简体繁体 English

mmapped大文件的窗口控制（linux，mmap）

[英]Window control for mmapped large file(linux, mmap)

原文 2022-12-17 17:55:38 4 1 c/ linux/ linux-kernel/ mmap/ large-files

How can we control the window in RSS when mapping a large file?映射大文件时如何控制RSS中的窗口？ Now let me explain what i mean.现在让我解释一下我的意思。 For example, we have a large file that exceeds RAM by several times, we do shared memory mmaping for several processes, if we access some object whose virtual address is located in this mapped memory and catch a page fault, then reading from disk, the sub-question is, will the opposite happen if we no longer use the given object?例如，我们有一个超过 RAM 数倍的大文件，我们为多个进程进行共享内存映射，如果我们访问某个虚拟地址位于此映射内存中的对象并捕获页面错误，然后从磁盘读取，子问题是，如果我们不再使用给定的对象，是否会发生相反的情况？ If this happens like an LRU, then what is the size of the LRU and how to control it?如果像LRU一样发生这种情况，那么LRU的大小是多少，如何控制呢？ How is page cache involved in this case?这种情况下如何涉及页面缓存？

RSS graph RSS图

This is the RSS graph on testing instance(2 thread, 8 GB RAM) for 80 GB tar file.这是 80 GB tar 文件的测试实例（2 线程，8 GB RAM）的 RSS 图。 Where does this value of 3800 MB come from and stay stable when I run through the file after it has been mapped?这个 3800 MB 的值是从哪里来的，并且当我在文件被映射后运行它时保持稳定？ How can I control it (or advise the kernel to control it)?我如何控制它（或建议内核控制它）？

1 个解决方案

As long as you're not taking explicit action to lock the pages in memory, they should eventually be swapped back out automatically.只要您不采取显式操作将页面锁定在内存中，它们最终就会自动换回。 The kernel basically uses a memory pressure heuristic to decide how much of physical memory to devote to swapped-in pages, and frequently rebalances as needed.内核基本上使用内存压力试探法来决定将多少物理内存用于换入页面，并根据需要经常重新平衡。

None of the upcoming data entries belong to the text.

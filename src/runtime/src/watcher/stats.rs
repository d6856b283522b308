//! Container stats collection.

use super::reconcile::Reconciler;
use a3s_watch_core::error::Result;

/// Sample stats of every running container of the watcher into the
/// metrics gauges. Returns how many containers were sampled.
pub async fn collect_stats(reconciler: &Reconciler) -> Result<usize> {
    let watcher = reconciler.watcher_id();
    let containers = reconciler
        .stores()
        .containers
        .find_all_by_watcher(watcher)
        .await?;

    let samples = containers
        .iter()
        .filter(|c| c.status == "running")
        .map(|container| async move {
            let _permit = reconciler.permits().acquire().await.ok()?;
            match reconciler.engine().container_stats(&container.id).await {
                Ok(stats) => {
                    reconciler.metrics().record_stats(
                        watcher,
                        &container.name,
                        stats.cpu_percent(),
                        stats.memory_bytes(),
                    );
                    Some(())
                }
                Err(e) => {
                    tracing::debug!(watcher = %watcher, container = %container.name, error = %e, "Stats unavailable");
                    None
                }
            }
        });
    let sampled = futures::future::join_all(samples)
        .await
        .into_iter()
        .flatten()
        .count();
    tracing::debug!(watcher = %watcher, sampled, "Container stats collected");
    Ok(sampled)
}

If you want to take a more active role in controlling this process, have a look at the madvise() system call .如果您想在控制此过程中发挥更积极的作用，请查看madvise()系统调用。

This allows you to tweak the paging algorithm for your mmap, with actions like:这允许您调整您的 mmap 的分页算法，操作如下：

MADV_FREE (since Linux 4.5) MADV_FREE （自 Linux 4.5 起）
- The application no longer requires the pages in the range specified by addr and len.应用程序不再需要 addr 和 len 指定范围内的页面。 The kernel can thus free these pages, but the freeing could be delayed until memory pressure occurs.内核因此可以释放这些页面，但释放可能会延迟到发生内存压力时。 ... ...
MADV_COLD (since Linux 5.4) MADV_COLD （自 Linux 5.4 起）
- Deactivate a given range of pages.停用给定范围的页面。 This will make the pages a more probable reclaim target should there be a memory pressure.如果存在内存压力，这将使页面更有可能成为回收目标。
MADV_SEQUENTIAL
- Expect page references in sequential order.期望页面引用按顺序排列。 (Hence, pages in the given range can be aggressively read ahead, and may be freed soon after they are accessed.) （因此，给定范围内的页面可以被积极地提前读取，并可能在访问后很快被释放。）
MADV_WILLNEED
- Expect access in the near future.期待在不久的将来访问。 (Hence, it might be a good idea to read some pages ahead.) （因此，提前阅读一些页面可能是个好主意。）
MADV_DONTNEED
- Do not expect access in the near future.不要指望在不久的将来访问。 (For the time being, the application is finished with the given range, so the kernel can free resources associated with it.)... （暂时，应用程序在给定范围内完成，因此内核可以释放与其关联的资源。）...

Issuing an madvise(MADV_SEQUENTIAL) after creating the mmap might be sufficient to get acceptable behavior.在创建mmap后发出madvise(MADV_SEQUENTIAL)可能足以获得可接受的行为。 If not, you could also intersperse some MADV_WILLNEED / MADV_DONTNEED access hints (and/or MADV_FREE / MADV_COLD ) during the traversal as you pass groups of pages.如果没有，您还可以在遍历页面组时穿插一些MADV_WILLNEED / MADV_DONTNEED访问提示（和/或MADV_FREE / MADV_COLD ）。